#### [Assignment]
Where does the string "flush" appear in the material? Copy each line that holds it.

#### [Given information]
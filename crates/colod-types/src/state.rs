use serde::{Deserialize, Serialize};

/// The orchestrator's top-level state. See `colod-core::orchestrator` for the
/// per-state transition table.
#[derive(Debug, Clone, Copy, PartialEq, Eq, Serialize, Deserialize)]
pub enum OrchestratorState {
    SecondaryStartup,
    SecondaryWait,
    SecondaryColoRunning,
    PrimaryStartup,
    PrimaryWait,
    PrimaryStartMigration,
    PrimaryColoRunning,
    FailoverSync,
    Failover,
    FailedPeerFailover,
    Failed,
    Quit,
    AutoQuit,
}

impl OrchestratorState {
    pub fn is_terminal(self) -> bool {
        matches!(self, Self::Quit)
    }

    pub fn as_str(self) -> &'static str {
        match self {
            Self::SecondaryStartup => "secondary-startup",
            Self::SecondaryWait => "secondary-wait",
            Self::SecondaryColoRunning => "secondary-colo-running",
            Self::PrimaryStartup => "primary-startup",
            Self::PrimaryWait => "primary-wait",
            Self::PrimaryStartMigration => "primary-start-migration",
            Self::PrimaryColoRunning => "primary-colo-running",
            Self::FailoverSync => "failover-sync",
            Self::Failover => "failover",
            Self::FailedPeerFailover => "failed-peer-failover",
            Self::Failed => "failed",
            Self::Quit => "quit",
            Self::AutoQuit => "autoquit",
        }
    }
}
use std::sync::atomic::{AtomicU64, Ordering};
use std::sync::Arc;
use std::time::Duration;

use colod_types::ColodError;
use tokio::io::{AsyncRead, AsyncWrite, AsyncWriteExt, BufReader};
use tokio::sync::{broadcast, oneshot, watch, Mutex, Notify};
use tracing::{debug, trace, warn};

use crate::wire::{self, HvCommand, HvEvent, HvLine, HvReply};

const WRITE_TIMEOUT: Duration = Duration::from_secs(1);
const YANK_TIMEOUT: Duration = Duration::from_secs(1);
const EVENTS_CAPACITY: usize = 64;

/// Something the channel can ask "is there a higher-priority event pending?" before
/// blocking on I/O. The orchestrator's `colod-queue::EventQueue` is the concrete
/// instance; decoupling it behind a trait keeps this crate free of a dependency on the
/// queue or the rest of the orchestrator.
pub trait InterruptSource: Send + Sync {
    fn pending_interrupt(&self) -> bool;

    /// A `Notify` poked whenever a new interrupt is raised, so a `wait_event` caller
    /// blocked in its `select!` wakes immediately instead of riding out the timeout or
    /// waiting for an unrelated hypervisor event. `None` if this source never raises
    /// interrupts asynchronously (e.g. the test doubles that don't wake on a background
    /// queue).
    fn interrupt_notify(&self) -> Option<&Notify> {
        None
    }
}

impl InterruptSource for () {
    fn pending_interrupt(&self) -> bool {
        false
    }
}

/// A bidirectional line-framed JSON channel to the hypervisor, plus a unidirectional
/// auxiliary stream for out-of-band `yank` commands.
///
/// Only one `execute`/`execute_nocheck` round trip may be outstanding at a time;
/// concurrent callers queue on an internal lock. `wait_event` does not share that lock:
/// several independent waiters (the orchestrator's own wait and the raise-timeout
/// task's `STOP`/`RESUME` wait) may listen on the event stream at once, each against
/// its own pattern, since the hypervisor's event stream has no notion of "ownership".
pub struct HypervisorChannel {
    writer: Mutex<Box<dyn AsyncWrite + Unpin + Send>>,
    yank_writer: Mutex<Box<dyn AsyncWrite + Unpin + Send>>,
    execute_lock: Mutex<()>,
    reply_waiter: Mutex<Option<oneshot::Sender<HvReply>>>,
    events_tx: broadcast::Sender<HvEvent>,
    connected: watch::Sender<bool>,
    current_timeout_ms: AtomicU64,
    yank_pending: std::sync::atomic::AtomicBool,
}

impl HypervisorChannel {
    /// Spawns the reader task and returns a channel handle. `main_read`/`main_write`
    /// are the two halves of the main control stream; `yank_write` is the auxiliary
    /// out-of-band stream.
    pub fn connect<R, W, Y>(main_read: R, main_write: W, yank_write: Y, default_timeout_ms: u64) -> Arc<Self>
    where
        R: AsyncRead + Unpin + Send + 'static,
        W: AsyncWrite + Unpin + Send + 'static,
        Y: AsyncWrite + Unpin + Send + 'static,
    {
        let (events_tx, _) = broadcast::channel(EVENTS_CAPACITY);
        let (connected, _) = watch::channel(true);

        let this = Arc::new(Self {
            writer: Mutex::new(Box::new(main_write)),
            yank_writer: Mutex::new(Box::new(yank_write)),
            execute_lock: Mutex::new(()),
            reply_waiter: Mutex::new(None),
            events_tx,
            connected,
            current_timeout_ms: AtomicU64::new(default_timeout_ms),
            yank_pending: std::sync::atomic::AtomicBool::new(false),
        });

        tokio::spawn(Self::reader_task(this.clone(), main_read));

        this
    }

    async fn reader_task<R>(this: Arc<Self>, read_half: R)
    where
        R: AsyncRead + Unpin + Send + 'static,
    {
        use tokio::io::AsyncBufReadExt;

        let mut lines = BufReader::new(read_half).lines();

        loop {
            let line = match lines.next_line().await {
                Ok(Some(line)) => line,
                Ok(None) => {
                    debug!("hypervisor channel reached EOF");
                    break;
                }
                Err(err) => {
                    warn!("hypervisor channel read error: {}", err);
                    break;
                }
            };

            if line.trim().is_empty() {
                continue;
            }

            match wire::parse_line(&line) {
                Ok(HvLine::Reply(reply)) => {
                    let waiter = this.reply_waiter.lock().await.take();
                    match waiter {
                        Some(sender) => {
                            let _ = sender.send(reply);
                        }
                        None => warn!("hypervisor reply with no outstanding request: {}", line),
                    }
                }
                Ok(HvLine::Event(event)) => {
                    trace!(event = %event.name, "hypervisor event");
                    let _ = this.events_tx.send(event);
                }
                Err(err) => warn!("malformed hypervisor protocol line: {} ({})", err, line),
            }
        }

        let _ = this.connected.send(false);
        // Drop any outstanding reply waiter so a caller blocked in `execute` fails fast
        // with `Eof` instead of riding out its full timeout.
        this.reply_waiter.lock().await.take();
    }

    /// Resolves once the channel has observed EOF on the main stream, surfacing the
    /// terminal `hup` condition the orchestrator reacts to by raising `Failed` and
    /// setting `qemu_quit`.
    pub async fn closed(&self) {
        let mut rx = self.connected.subscribe();
        while *rx.borrow() {
            if rx.changed().await.is_err() {
                return;
            }
        }
    }

    pub fn is_connected(&self) -> bool {
        *self.connected.borrow()
    }

    pub fn set_timeout(&self, ms: u64) {
        self.current_timeout_ms.store(ms, Ordering::SeqCst);
    }

    pub fn current_timeout(&self) -> Duration {
        Duration::from_millis(self.current_timeout_ms.load(Ordering::SeqCst))
    }

    pub fn yank_pending(&self) -> bool {
        self.yank_pending.load(Ordering::SeqCst)
    }

    /// Runs `command`, lifting a reply with an `error` member into
    /// [`ColodError::HypervisorCommand`].
    pub async fn execute(&self, command: HvCommand) -> Result<serde_json::Value, ColodError> {
        match self.execute_nocheck(command).await? {
            HvReply::Return(value) => Ok(value),
            HvReply::Error(error) => Err(ColodError::HypervisorCommand(error.to_string())),
        }
    }

    /// Runs `command` without lifting an `error` reply to an `Err`; used on shutdown
    /// paths where the caller inspects the raw reply itself.
    pub async fn execute_nocheck(&self, command: HvCommand) -> Result<HvReply, ColodError> {
        let _guard = self.execute_lock.lock().await;

        if !self.is_connected() {
            return Err(ColodError::Eof);
        }

        let (tx, rx) = oneshot::channel();
        *self.reply_waiter.lock().await = Some(tx);

        let mut line = serde_json::to_string(&command).map_err(|err| ColodError::Protocol(err.to_string()))?;
        line.push('\n');

        {
            let mut writer = self.writer.lock().await;
            let write = async {
                writer.write_all(line.as_bytes()).await?;
                writer.flush().await
            };
            if tokio::time::timeout(WRITE_TIMEOUT, write).await.is_err() {
                self.reply_waiter.lock().await.take();
                return Err(ColodError::Timeout);
            }
        }

        let timeout = self.current_timeout();
        match tokio::time::timeout(timeout, rx).await {
            Ok(Ok(reply)) => Ok(reply),
            Ok(Err(_)) => Err(ColodError::Eof),
            Err(_) => {
                self.reply_waiter.lock().await.take();
                Err(ColodError::Timeout)
            }
        }
    }

    /// Suspends until an unsolicited event matches `pattern`, `timeout` elapses, or
    /// `interrupt` reports a higher-priority event is visible. The interrupt check is
    /// performed first on every wakeup, per the channel's contract.
    pub async fn wait_event(
        &self,
        pattern: &serde_json::Value,
        timeout: Duration,
        interrupt: &dyn InterruptSource,
    ) -> Result<HvEvent, ColodError> {
        let mut events = self.events_tx.subscribe();
        let deadline = tokio::time::Instant::now() + timeout;

        loop {
            if interrupt.pending_interrupt() {
                return Err(ColodError::Interrupt);
            }

            let remaining = deadline.saturating_duration_since(tokio::time::Instant::now());
            if remaining.is_zero() {
                return Err(ColodError::Timeout);
            }

            let woken = async {
                match interrupt.interrupt_notify() {
                    Some(notify) => notify.notified().await,
                    None => std::future::pending().await,
                }
            };

            tokio::select! {
                biased;
                _ = woken => continue,
                event = events.recv() => {
                    match event {
                        Ok(event) if wire::matches_pattern(&event.as_value(), pattern) => return Ok(event),
                        Ok(_) => continue,
                        Err(broadcast::error::RecvError::Lagged(_)) => continue,
                        Err(broadcast::error::RecvError::Closed) => return Err(ColodError::Eof),
                    }
                }
                _ = tokio::time::sleep(remaining) => return Err(ColodError::Timeout),
            }
        }
    }

    /// Subscribes to the raw unsolicited event stream, independent of any in-flight
    /// `wait_event` call. Used by the raise-timeout task and the watchdog.
    pub fn subscribe_events(&self) -> broadcast::Receiver<HvEvent> {
        self.events_tx.subscribe()
    }

    /// Issues a yank on the auxiliary stream with its own short timeout.
    pub async fn yank(&self) -> Result<(), ColodError> {
        let mut line = serde_json::to_string(&HvCommand::new("yank"))
            .map_err(|err| ColodError::Protocol(err.to_string()))?;
        line.push('\n');

        let mut writer = self.yank_writer.lock().await;
        let write = async {
            writer.write_all(line.as_bytes()).await?;
            writer.flush().await
        };

        match tokio::time::timeout(YANK_TIMEOUT, write).await {
            Ok(Ok(())) => {
                self.yank_pending.store(true, Ordering::SeqCst);
                Ok(())
            }
            Ok(Err(err)) => Err(ColodError::Protocol(err.to_string())),
            Err(_) => Err(ColodError::Timeout),
        }
    }
}
use std::sync::Arc;
use std::time::Duration;

use colod_client::ServerConfig;
use colod_core::{Orchestrator, OrchestratorHandle, OrchestratorSignal};
use colod_group::{GroupAdapter, TcpTransport};
use colod_hv::HypervisorChannel;
use colod_link::{LinkSource, SysfsLinkSource, YellowDebouncer, DEFAULT_T1, DEFAULT_T2};
use event_bus::EventBus;
use eyre::{Context, Result};
use tokio::net::UnixStream;
use tokio::sync::mpsc;
use tokio_util::sync::CancellationToken;
use tokio_util::task::TaskTracker;
use tracing::info;

use crate::config::NodeConfig;

/// Encapsulates one running colod instance: the orchestrator, the management socket,
/// and the background tasks bridging the link monitor into it. A struct owning a
/// `TaskTracker` and a `CancellationToken`, constructed once at startup and driven by
/// `run`/`shutdown`.
pub struct Node {
    client: colod_core::OrchestratorClient,
    cancellation: CancellationToken,
    pub(crate) task_tracker: TaskTracker,
}

impl Node {
    pub async fn new(config: NodeConfig) -> Result<Self> {
        let hv = Self::connect_hypervisor(&config).await?;

        let group_transport = Self::join_group(&config).await?;
        let group = GroupAdapter::new(Arc::new(group_transport));

        let mut event_bus = EventBus::default();
        event_bus.register::<OrchestratorSignal>(Some(64));

        let (orchestrator, commands, client) =
            Orchestrator::new(config.orchestrator.clone(), hv, group.clone(), event_bus.clone());

        let task_tracker = TaskTracker::new();
        let cancellation = orchestrator_cancellation(&orchestrator);

        task_tracker.spawn(orchestrator.clone().run(commands));
        task_tracker.spawn(log_state_changes(event_bus));

        if let Some(interface) = config.monitor_interface.clone() {
            let link: Arc<dyn LinkSource> = Arc::new(SysfsLinkSource::spawn(interface, Duration::from_millis(200)));
            let (commits_tx, commits_rx) = mpsc::unbounded_channel();
            orchestrator.spawn_link_bridge(commits_rx);
            task_tracker.spawn(YellowDebouncer::new(DEFAULT_T1, DEFAULT_T2).run(link, group.clone(), commits_tx));
        }

        task_tracker.spawn(colod_client::run_server(
            ServerConfig {
                socket_path: config.base_directory.join("colod.sock"),
            },
            client.clone(),
            cancellation.clone(),
        ));

        Ok(Self {
            client,
            cancellation,
            task_tracker,
        })
    }

    async fn connect_hypervisor(config: &NodeConfig) -> Result<Arc<HypervisorChannel>> {
        let main = UnixStream::connect(&config.qmp_path)
            .await
            .wrap_err_with(|| format!("failed to connect to hypervisor at {:?}", config.qmp_path))?;
        let (main_read, main_write) = main.into_split();

        let channel = match &config.qmp_yank_path {
            Some(yank_path) => {
                let yank = UnixStream::connect(yank_path)
                    .await
                    .wrap_err_with(|| format!("failed to connect to yank socket at {yank_path:?}"))?;
                let (_yank_read, yank_write) = yank.into_split();
                HypervisorChannel::connect(main_read, main_write, yank_write, config.orchestrator.timeout_low_ms)
            }
            None => HypervisorChannel::connect(main_read, main_write, tokio::io::sink(), config.orchestrator.timeout_low_ms),
        };

        Ok(channel)
    }

    async fn join_group(config: &NodeConfig) -> Result<TcpTransport> {
        if config.orchestrator.primary {
            TcpTransport::accept(config.group.listen).await.wrap_err("failed to accept peer group connection")
        } else {
            TcpTransport::connect(config.group.peer).await.wrap_err("failed to connect to peer group")
        }
    }

    /// Waits for the orchestrator to reach `Quit`.
    pub async fn cancelled(&self) {
        self.cancellation.cancelled().await
    }

    pub async fn shutdown(&self) {
        info!("shutting down, waiting for background tasks to finish");

        self.task_tracker.close();
        self.task_tracker.wait().await;
    }

    pub fn handle(&self) -> &impl OrchestratorHandle {
        &self.client
    }
}

fn orchestrator_cancellation(orchestrator: &Arc<Orchestrator>) -> CancellationToken {
    orchestrator.cancellation()
}

async fn log_state_changes(event_bus: EventBus) {
    let mut states = event_bus.subscribe::<OrchestratorSignal>();
    while let Ok(OrchestratorSignal::StateChanged(state)) = states.recv().await {
        info!(state = state.as_str(), "orchestrator state changed");
    }
}
use std::net::SocketAddr;
use std::sync::Arc;
use std::time::Duration;

use colod_types::PeerMessage;

use crate::{GroupAdapter, GroupDelivery, GroupEvent, GroupTransport, LoopbackTransport, TcpTransport};

#[tokio::test]
async fn test_self_delivery_acks_and_stops_retransmission() {
    let (a, _b) = LoopbackTransport::pair();
    let adapter = GroupAdapter::new(std::sync::Arc::new(a));
    let mut events = adapter.events();

    adapter.send(PeerMessage::Hello).await;

    let event = tokio::time::timeout(Duration::from_secs(1), events.recv())
        .await
        .expect("delivery within timeout")
        .unwrap();

    assert!(matches!(
        event,
        GroupEvent::Delivered {
            msg: PeerMessage::Hello,
            from_self: true
        }
    ));
}

#[tokio::test]
async fn test_peer_observes_our_broadcast() {
    let (a, b) = LoopbackTransport::pair();
    let adapter_a = GroupAdapter::new(std::sync::Arc::new(a));
    let adapter_b = GroupAdapter::new(std::sync::Arc::new(b));
    let mut events_b = adapter_b.events();

    adapter_a.send(PeerMessage::Failover).await;

    let event = tokio::time::timeout(Duration::from_secs(1), events_b.recv())
        .await
        .expect("peer sees the broadcast")
        .unwrap();

    assert!(matches!(
        event,
        GroupEvent::Delivered {
            msg: PeerMessage::Failover,
            from_self: false
        }
    ));
}

#[tokio::test]
async fn test_peer_left_notifies_other_member() {
    let (a, b) = LoopbackTransport::pair();
    let adapter_b = GroupAdapter::new(std::sync::Arc::new(b));
    let mut events_b = adapter_b.events();

    a.leave();

    let event = tokio::time::timeout(Duration::from_secs(1), events_b.recv())
        .await
        .expect("peer-left observed")
        .unwrap();
    assert!(matches!(event, GroupEvent::PeerLeft));
}

#[tokio::test]
async fn test_repeated_send_while_pending_is_idempotent() {
    let (a, _b) = LoopbackTransport::pair();
    let adapter = GroupAdapter::new(std::sync::Arc::new(a));
    let mut events = adapter.events();

    adapter.send(PeerMessage::Yellow).await;
    adapter.send(PeerMessage::Yellow).await;

    // Both self-deliveries should surface (the transport doesn't dedupe), but marking
    // the flag twice must not panic or leave it in an inconsistent state; a third send
    // after self-delivery is still accepted.
    let _ = tokio::time::timeout(Duration::from_secs(1), events.recv()).await;
    let _ = tokio::time::timeout(Duration::from_secs(1), events.recv()).await;

    adapter.send(PeerMessage::Yellow).await;
}

async fn connected_pair() -> (TcpTransport, TcpTransport) {
    let addr: SocketAddr = "127.0.0.1:0".parse().unwrap();
    let listener = tokio::net::TcpListener::bind(addr).await.unwrap();
    let listen_addr = listener.local_addr().unwrap();
    drop(listener);

    let accepted = tokio::spawn(TcpTransport::accept(listen_addr));
    // Give the acceptor a moment to start listening before connecting.
    tokio::time::sleep(Duration::from_millis(20)).await;
    let connected = TcpTransport::connect(listen_addr).await.unwrap();
    let accepted = accepted.await.unwrap().unwrap();

    (accepted, connected)
}

#[tokio::test]
async fn tcp_transport_self_delivers_on_successful_write() {
    let (a, _b) = connected_pair().await;
    let mut events = a.subscribe();

    a.send_raw(7);

    let delivery = tokio::time::timeout(Duration::from_secs(1), events.recv()).await.unwrap().unwrap();
    assert!(matches!(delivery, GroupDelivery::Message { tag: 7, from_self: true }));
}

#[tokio::test]
async fn tcp_transport_delivers_peer_sends_in_order() {
    let (a, b) = connected_pair().await;
    let mut events_b = b.subscribe();

    a.send_raw(1);
    a.send_raw(2);

    let first = tokio::time::timeout(Duration::from_secs(1), events_b.recv()).await.unwrap().unwrap();
    let second = tokio::time::timeout(Duration::from_secs(1), events_b.recv()).await.unwrap().unwrap();

    assert!(matches!(first, GroupDelivery::Message { tag: 1, from_self: false }));
    assert!(matches!(second, GroupDelivery::Message { tag: 2, from_self: false }));
}

#[tokio::test]
async fn tcp_transport_reports_peer_left_on_disconnect() {
    let (a, b) = connected_pair().await;
    let mut events_b = b.subscribe();

    drop(a);

    let delivery = tokio::time::timeout(Duration::from_secs(1), events_b.recv()).await.unwrap().unwrap();
    assert!(matches!(delivery, GroupDelivery::PeerLeft));
}

#[tokio::test]
async fn tcp_transport_works_through_group_adapter() {
    let (a, b) = connected_pair().await;
    let adapter_a = GroupAdapter::new(Arc::new(a));
    let adapter_b = GroupAdapter::new(Arc::new(b));
    let mut events_b = adapter_b.events();

    adapter_a.send(PeerMessage::Hello).await;

    let event = tokio::time::timeout(Duration::from_secs(1), events_b.recv()).await.unwrap().unwrap();
    assert!(matches!(event, GroupEvent::Delivered { msg: PeerMessage::Hello, from_self: false }));
}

#### [Response area]
                writer.flush().await
            writer.flush().await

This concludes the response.